Much of science is on the verge of a crisis that threatens its viability, integrity, legitimacy and utility. This crisis stems from a growing awareness that much of the science being produced today is, by the norms of science itself, of poor quality; that significant areas of research are driven by self-reinforcing fads and opportunities to game the funding system, or to advance particular agendas; that publication rates continue to grow exponentially with little evidence that much of what is published actually gets read; and that the promises of social benefit made on behalf of many avenues of science are looking increasingly implausible, if not ridiculous.”

Towards big data heaven

Linked, de-identified health data are the Holy Grail for health researchers. Large scale retrospective analysis of real life patient outcomes, linked to other information about the determinants of health, can result in the identication of critical patterns and trends without having to conduct a clinical trial.

But Australia is being left behind in using big data for health, according to an analysis in the Medical Republic (registration required) – largely because until recently Australian researchers have had to wait years to gain access to data. By contrast, in Denmark GPs, specialists, pharmacists and hospitals all interact using a central database, through which each patient’s journey is tracked using a unique ID number.

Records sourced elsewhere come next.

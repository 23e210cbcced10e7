use tracing::warn;

use crate::{
    api::{self, ApiClient},
    app_error::AppError,
    domain::{AccountType, Cart},
    flows::login::session_for,
    models::{Order, Product, Restaurant, RestaurantFilter, RestaurantId},
    session::SessionStore,
};

/// A restaurant together with its products.
#[derive(Debug, Clone, PartialEq)]
pub struct Menu {
    pub restaurant_id: RestaurantId,
    pub restaurant: Option<Restaurant>,
    pub products: Vec<Product>,
}

impl Menu {
    /// Empty cart with an entry per menu item.
    pub fn cart(&self) -> Cart {
        Cart::for_menu(self.restaurant_id, &self.products)
    }
}

pub async fn browse_restaurants(
    client: &ApiClient,
    filter: &RestaurantFilter,
) -> Result<Vec<Restaurant>, AppError> {
    let mut restaurants = api::restaurants::list_restaurants(client, filter).await?;
    restaurants.sort_by(|a, b| a.name.cmp(&b.name));
    Ok(restaurants)
}

pub async fn load_menu(client: &ApiClient, restaurant_id: RestaurantId) -> Result<Menu, AppError> {
    let (restaurant, products) = futures::try_join!(
        api::restaurants::get_restaurant(client, restaurant_id),
        api::products::get_products(client, restaurant_id),
    )?;

    Ok(Menu {
        restaurant_id,
        restaurant,
        products,
    })
}

/// Submits `cart` as a new order for the logged-in customer.
pub async fn place_order(
    client: &ApiClient,
    store: &dyn SessionStore,
    cart: &Cart,
    menu: &[Product],
) -> Result<Order, AppError> {
    let session = session_for(store, AccountType::Customer)?;
    let request = cart.to_new_order(session.role_id, menu)?;
    let expected_total = cart.total(menu);

    let order = api::orders::create_order(client, &request).await?;
    if order.total_cost != expected_total {
        warn!(
            "Order #{} total {} differs from cart total {}",
            order.id, order.total_cost, expected_total
        );
    }
    Ok(order)
}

The evidence of the benefits of big data for health is mounting. In Australia this week alone, it was reported that big data are being used in research projects to shed light on bipolar disorder − using whole genome sequencing of 1200 participants recruited from the Sax Institute’s 45 and Up Study cohort study − as well as the genetic causes of osteoporosis.  And a recent US study  is laying the groundwork to generate substantial evidence in favour of incorporating social determinants of health into electronic health record data – you can read more about what they found here.

Meanwhile, Professor Jon Karnon, from the School of Public Health, University of Adelaide, has suggested a shake up of how medical research applications to the NHMRC are assessed. He wrote in Croakey:

…without substantial changes to the way in which grant applications are assessed, the process will continue to incentivize high-cost research. A focus on value for money, analogous to the processes by which new technologies are assessed, could support more research and even higher returns to research funding.

Aboriginal health

The tragic news of what may be one of Australia’s youngest suicides − the death of a nine-year-old Aboriginal boy in Queensland this week − has thrown the mental health of Aboriginal and Torres Strait Islander people into the spotlight again.